EXERCISE DESCRIPTION:
Print all of the data exactly as written.

Top of SOURCE MATERIAL

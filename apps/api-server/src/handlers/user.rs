//! User account handlers.

use actix_web::{HttpResponse, web};
use std::sync::Arc;

use almanac_core::domain::{NewUser, User};
use almanac_core::error::{DomainError, RepoError};
use almanac_core::ports::{BaseRepository, PasswordService};
use almanac_shared::ApiResponse;
use almanac_shared::dto::{EntityRef, UserResponse};

use crate::middleware::error::{AppError, AppResult};
use crate::state::AppState;

pub(crate) fn user_response(user: User) -> UserResponse {
    UserResponse {
        id: user.id,
        login: user.login,
        city: user.city,
        roles: user.roles,
        created_at: user.created_at.to_rfc3339(),
    }
}

fn user_not_found(id: i32) -> DomainError {
    DomainError::NotFound {
        entity_type: "User",
        id,
    }
}

/// POST /api/user/{login}/{password}/{city}
pub async fn create(
    state: web::Data<AppState>,
    password_service: web::Data<Arc<dyn PasswordService>>,
    path: web::Path<(String, String, String)>,
) -> AppResult<HttpResponse> {
    let (login, password, city) = path.into_inner();

    if login.trim().is_empty() || password.is_empty() || city.trim().is_empty() {
        return Err(AppError::BadRequest(
            "login, password and city are required".to_string(),
        ));
    }

    let password_hash = password_service
        .hash(&password)
        .map_err(|e| AppError::Internal(e.to_string()))?;

    let user = state
        .users
        .create(NewUser::new(login, password_hash, city))
        .await?;
    tracing::info!(user_id = user.id, login = %user.login, "User created");

    Ok(HttpResponse::Created().json(ApiResponse::ok_with_message(
        user_response(user),
        "User created",
    )))
}

/// PUT /api/user/{id}/{city}
pub async fn relocate(
    state: web::Data<AppState>,
    path: web::Path<(i32, String)>,
) -> AppResult<HttpResponse> {
    let (id, city) = path.into_inner();

    if city.trim().is_empty() {
        return Err(AppError::BadRequest("city is required".to_string()));
    }

    let mut user = state
        .users
        .find_by_id(id)
        .await?
        .ok_or_else(|| user_not_found(id))?;
    user.relocate(city);
    let user = state.users.save(user).await?;
    tracing::info!(user_id = id, city = %user.city, "User city updated");

    Ok(HttpResponse::Ok().json(ApiResponse::ok_with_message(
        user_response(user),
        "User updated",
    )))
}

/// DELETE /api/user/{id}
pub async fn delete(state: web::Data<AppState>, path: web::Path<i32>) -> AppResult<HttpResponse> {
    let id = path.into_inner();

    match state.users.delete(id).await {
        Ok(()) => {}
        Err(RepoError::NotFound) => return Err(user_not_found(id).into()),
        Err(e) => return Err(e.into()),
    }
    tracing::info!(user_id = id, "User deleted");

    Ok(HttpResponse::Ok().json(ApiResponse::ok_with_message(
        EntityRef { id },
        "User deleted",
    )))
}

#[cfg(test)]
mod tests {
    use std::sync::Arc;

    use actix_web::{http::StatusCode, test};
    use serde_json::Value;

    use crate::handlers::test_support::{StubWeatherApi, test_app, test_state};

    #[actix_web::test]
    async fn test_create_user_and_reject_duplicate_login() {
        let app = test::init_service(test_app(test_state(Arc::new(StubWeatherApi::default())))).await;

        let req = test::TestRequest::post()
            .uri("/api/user/jdupont/secret/Lyon")
            .to_request();
        let res = test::call_service(&app, req).await;
        assert_eq!(res.status(), StatusCode::CREATED);

        let body: Value = test::read_body_json(res).await;
        assert_eq!(body["data"]["login"], "jdupont");
        assert_eq!(body["data"]["city"], "Lyon");
        assert_eq!(body["data"]["roles"][0], "ROLE_USER");
        assert!(body["data"].get("password_hash").is_none());

        let req = test::TestRequest::post()
            .uri("/api/user/jdupont/other/Paris")
            .to_request();
        let res = test::call_service(&app, req).await;
        assert_eq!(res.status(), StatusCode::CONFLICT);
    }

    #[actix_web::test]
    async fn test_relocate_and_delete_user() {
        let app = test::init_service(test_app(test_state(Arc::new(StubWeatherApi::default())))).await;

        let req = test::TestRequest::post()
            .uri("/api/user/mmartin/secret/Brest")
            .to_request();
        let created: Value = test::call_and_read_body_json(&app, req).await;
        let id = created["data"]["id"].as_i64().unwrap();

        let req = test::TestRequest::put()
            .uri(&format!("/api/user/{id}/Saint-Malo"))
            .to_request();
        let updated: Value = test::call_and_read_body_json(&app, req).await;
        assert_eq!(updated["data"]["city"], "Saint-Malo");

        let req = test::TestRequest::put().uri("/api/user/999/Paris").to_request();
        let res = test::call_service(&app, req).await;
        assert_eq!(res.status(), StatusCode::NOT_FOUND);

        let req = test::TestRequest::delete()
            .uri(&format!("/api/user/{id}"))
            .to_request();
        let res = test::call_service(&app, req).await;
        assert_eq!(res.status(), StatusCode::OK);

        let req = test::TestRequest::delete()
            .uri(&format!("/api/user/{id}"))
            .to_request();
        let res = test::call_service(&app, req).await;
        assert_eq!(res.status(), StatusCode::NOT_FOUND);
    }
}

Bottom of SOURCE MATERIAL

SOLUTION FOR THIS EXERCISE:
filename apps/api-server/src/handlers/user.rs
//! User account handlers.

use actix_web::{HttpResponse, web};
use std::sync::Arc;

use almanac_core::domain::{NewUser, User};
use almanac_core::error::{DomainError, RepoError};
use almanac_core::ports::{BaseRepository, PasswordService};
use almanac_shared::ApiResponse;
use almanac_shared::dto::{EntityRef, UserResponse};

use crate::middleware::error::{AppError, AppResult};
use crate::state::AppState;

pub(crate) fn user_response(user: User) -> UserResponse {
    UserResponse {
        id: user.id,
        login: user.login,
        city: user.city,
        roles: user.roles,
        created_at: user.created_at.to_rfc3339(),
    }
}

fn user_not_found(id: i32) -> DomainError {
    DomainError::NotFound {
        entity_type: "User",
        id,
    }
}

/// POST /api/user/{login}/{password}/{city}
pub async fn create(
    state: web::Data<AppState>,
    password_service: web::Data<Arc<dyn PasswordService>>,
    path: web::Path<(String, String, String)>,
) -> AppResult<HttpResponse> {
    let (login, password, city) = path.into_inner();

    if login.trim().is_empty() || password.is_empty() || city.trim().is_empty() {
        return Err(AppError::BadRequest(
            "login, password and city are required".to_string(),
        ));
    }

    let password_hash = password_service
        .hash(&password)
        .map_err(|e| AppError::Internal(e.to_string()))?;

    let user = state
        .users
        .create(NewUser::new(login, password_hash, city))
        .await?;
    tracing::info!(user_id = user.id, login = %user.login, "User created");

    Ok(HttpResponse::Created().json(ApiResponse::ok_with_message(
        user_response(user),
        "User created",
    )))
}

/// PUT /api/user/{id}/{city}
pub async fn relocate(
    state: web::Data<AppState>,
    path: web::Path<(i32, String)>,
) -> AppResult<HttpResponse> {
    let (id, city) = path.into_inner();

    if city.trim().is_empty() {
        return Err(AppError::BadRequest("city is required".to_string()));
    }

    let mut user = state
        .users
        .find_by_id(id)
        .await?
        .ok_or_else(|| user_not_found(id))?;
    user.relocate(city);
    let user = state.users.save(user).await?;
    tracing::info!(user_id = id, city = %user.city, "User city updated");

    Ok(HttpResponse::Ok().json(ApiResponse::ok_with_message(
        user_response(user),
        "User updated",
    )))
}

/// DELETE /api/user/{id}
pub async fn delete(state: web::Data<AppState>, path: web::Path<i32>) -> AppResult<HttpResponse> {
    let id = path.into_inner();

    match state.users.delete(id).await {
        Ok(()) => {}
        Err(RepoError::NotFound) => return Err(user_not_found(id).into()),
        Err(e) => return Err(e.into()),
    }
    tracing::info!(user_id = id, "User deleted");

    Ok(HttpResponse::Ok().json(ApiResponse::ok_with_message(
        EntityRef { id },
        "User deleted",
    )))
}

#[cfg(test)]
mod tests {
    use std::sync::Arc;

    use actix_web::{http::StatusCode, test};
    use serde_json::Value;

    use crate::handlers::test_support::{StubWeatherApi, test_app, test_state};

    #[actix_web::test]
    async fn test_create_user_and_reject_duplicate_login() {
        let app = test::init_service(test_app(test_state(Arc::new(StubWeatherApi::default())))).await;

        let req = test::TestRequest::post()
            .uri("/api/user/jdupont/secret/Lyon")
            .to_request();
        let res = test::call_service(&app, req).await;
        assert_eq!(res.status(), StatusCode::CREATED);

        let body: Value = test::read_body_json(res).await;
        assert_eq!(body["data"]["login"], "jdupont");
        assert_eq!(body["data"]["city"], "Lyon");
        assert_eq!(body["data"]["roles"][0], "ROLE_USER");
        assert!(body["data"].get("password_hash").is_none());

        let req = test::TestRequest::post()
            .uri("/api/user/jdupont/other/Paris")
            .to_request();
        let res = test::call_service(&app, req).await;
        assert_eq!(res.status(), StatusCode::CONFLICT);
    }

    #[actix_web::test]
    async fn test_relocate_and_delete_user() {
        let app = test::init_service(test_app(test_state(Arc::new(StubWeatherApi::default())))).await;

        let req = test::TestRequest::post()
            .uri("/api/user/mmartin/secret/Brest")
            .to_request();
        let created: Value = test::call_and_read_body_json(&app, req).await;
        let id = created["data"]["id"].as_i64().unwrap();

        let req = test::TestRequest::put()
            .uri(&format!("/api/user/{id}/Saint-Malo"))
            .to_request();
        let updated: Value = test::call_and_read_body_json(&app, req).await;
        assert_eq!(updated["data"]["city"], "Saint-Malo");

        let req = test::TestRequest::put().uri("/api/user/999/Paris").to_request();
        let res = test::call_service(&app, req).await;
        assert_eq!(res.status(), StatusCode::NOT_FOUND);

        let req = test::TestRequest::delete()
            .uri(&format!("/api/user/{id}"))
            .to_request();
        let res = test::call_service(&app, req).await;
        assert_eq!(res.status(), StatusCode::OK);

        let req = test::TestRequest::delete()
            .uri(&format!("/api/user/{id}"))
            .to_request();
        let res = test::call_service(&app, req).await;
        assert_eq!(res.status(), StatusCode::NOT_FOUND);
    }
}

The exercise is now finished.